#### Material for this task

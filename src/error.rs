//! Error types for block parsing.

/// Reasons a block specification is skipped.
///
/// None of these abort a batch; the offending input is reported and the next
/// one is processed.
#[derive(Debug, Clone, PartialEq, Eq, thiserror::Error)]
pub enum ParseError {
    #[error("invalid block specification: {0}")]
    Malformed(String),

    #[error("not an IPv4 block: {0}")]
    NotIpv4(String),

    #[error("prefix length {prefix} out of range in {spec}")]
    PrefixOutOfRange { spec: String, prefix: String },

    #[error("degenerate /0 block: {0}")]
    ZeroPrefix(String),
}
--
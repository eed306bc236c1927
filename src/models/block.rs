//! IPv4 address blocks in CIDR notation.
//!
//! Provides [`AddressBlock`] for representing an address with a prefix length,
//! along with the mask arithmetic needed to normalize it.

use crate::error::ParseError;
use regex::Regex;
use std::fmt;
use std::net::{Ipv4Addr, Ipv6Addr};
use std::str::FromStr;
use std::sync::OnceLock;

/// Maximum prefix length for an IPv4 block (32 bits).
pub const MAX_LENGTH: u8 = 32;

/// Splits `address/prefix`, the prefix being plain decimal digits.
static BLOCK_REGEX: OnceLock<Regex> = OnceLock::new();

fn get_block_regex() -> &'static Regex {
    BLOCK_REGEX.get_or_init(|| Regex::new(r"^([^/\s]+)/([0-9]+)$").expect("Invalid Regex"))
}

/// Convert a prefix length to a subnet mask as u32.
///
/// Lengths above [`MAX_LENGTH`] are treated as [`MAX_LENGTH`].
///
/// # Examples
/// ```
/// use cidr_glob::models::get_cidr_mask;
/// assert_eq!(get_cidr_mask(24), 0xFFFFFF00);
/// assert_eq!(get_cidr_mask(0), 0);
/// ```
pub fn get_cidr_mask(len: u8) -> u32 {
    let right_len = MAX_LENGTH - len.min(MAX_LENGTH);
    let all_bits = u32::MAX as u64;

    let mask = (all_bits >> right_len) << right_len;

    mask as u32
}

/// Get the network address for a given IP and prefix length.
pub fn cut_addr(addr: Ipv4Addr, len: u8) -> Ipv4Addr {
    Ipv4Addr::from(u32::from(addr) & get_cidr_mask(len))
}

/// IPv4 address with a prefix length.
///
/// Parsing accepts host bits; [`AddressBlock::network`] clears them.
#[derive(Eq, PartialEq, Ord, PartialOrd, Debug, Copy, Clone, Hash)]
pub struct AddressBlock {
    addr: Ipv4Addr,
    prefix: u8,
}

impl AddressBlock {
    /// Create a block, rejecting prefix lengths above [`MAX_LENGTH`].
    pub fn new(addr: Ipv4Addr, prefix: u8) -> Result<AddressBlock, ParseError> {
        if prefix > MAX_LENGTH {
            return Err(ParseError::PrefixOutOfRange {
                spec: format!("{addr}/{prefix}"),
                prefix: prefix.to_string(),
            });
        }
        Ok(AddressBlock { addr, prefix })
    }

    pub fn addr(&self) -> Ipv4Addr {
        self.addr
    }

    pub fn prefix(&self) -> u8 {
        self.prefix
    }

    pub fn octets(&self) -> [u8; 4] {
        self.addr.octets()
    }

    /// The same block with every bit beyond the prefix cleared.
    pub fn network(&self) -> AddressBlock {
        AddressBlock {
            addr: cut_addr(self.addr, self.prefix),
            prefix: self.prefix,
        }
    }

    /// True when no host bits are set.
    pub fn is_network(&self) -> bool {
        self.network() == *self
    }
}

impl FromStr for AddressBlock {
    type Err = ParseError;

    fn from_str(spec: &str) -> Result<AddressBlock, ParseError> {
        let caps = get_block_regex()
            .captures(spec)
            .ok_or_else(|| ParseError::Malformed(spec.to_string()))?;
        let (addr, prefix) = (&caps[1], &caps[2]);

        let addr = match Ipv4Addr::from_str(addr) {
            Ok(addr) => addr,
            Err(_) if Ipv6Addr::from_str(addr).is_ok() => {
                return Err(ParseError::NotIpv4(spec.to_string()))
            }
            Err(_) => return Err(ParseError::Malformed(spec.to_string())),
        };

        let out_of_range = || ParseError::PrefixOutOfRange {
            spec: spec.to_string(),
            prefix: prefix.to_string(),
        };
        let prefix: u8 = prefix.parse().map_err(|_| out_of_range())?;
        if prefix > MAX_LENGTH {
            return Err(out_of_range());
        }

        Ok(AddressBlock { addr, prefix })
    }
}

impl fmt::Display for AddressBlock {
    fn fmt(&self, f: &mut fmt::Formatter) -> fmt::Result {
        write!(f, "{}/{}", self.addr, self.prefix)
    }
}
---
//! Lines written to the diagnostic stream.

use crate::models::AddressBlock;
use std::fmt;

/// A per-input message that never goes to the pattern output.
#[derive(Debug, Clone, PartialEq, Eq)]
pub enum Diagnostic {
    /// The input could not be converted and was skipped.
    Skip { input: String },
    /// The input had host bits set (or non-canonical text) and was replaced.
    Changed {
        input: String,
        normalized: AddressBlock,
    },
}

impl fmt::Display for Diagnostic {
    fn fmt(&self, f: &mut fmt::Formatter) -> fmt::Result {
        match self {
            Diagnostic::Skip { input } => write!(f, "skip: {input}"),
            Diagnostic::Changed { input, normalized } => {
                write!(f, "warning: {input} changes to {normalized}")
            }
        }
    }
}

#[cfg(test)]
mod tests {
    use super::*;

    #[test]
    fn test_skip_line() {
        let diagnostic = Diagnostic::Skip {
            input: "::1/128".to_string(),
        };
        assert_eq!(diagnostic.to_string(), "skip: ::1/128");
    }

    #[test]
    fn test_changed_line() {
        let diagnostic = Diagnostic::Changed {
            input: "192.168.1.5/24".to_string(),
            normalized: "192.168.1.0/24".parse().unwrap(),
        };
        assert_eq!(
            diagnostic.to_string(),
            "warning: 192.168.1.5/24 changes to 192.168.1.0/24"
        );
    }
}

#### Brief
Going through the listing above, copy out every line that has the string "Debug".

#### Exercise answer
#[derive(Debug, Clone, PartialEq, Eq, thiserror::Error)]
#[derive(Eq, PartialEq, Ord, PartialOrd, Debug, Copy, Clone, Hash)]
#[derive(Debug, Clone, PartialEq, Eq)]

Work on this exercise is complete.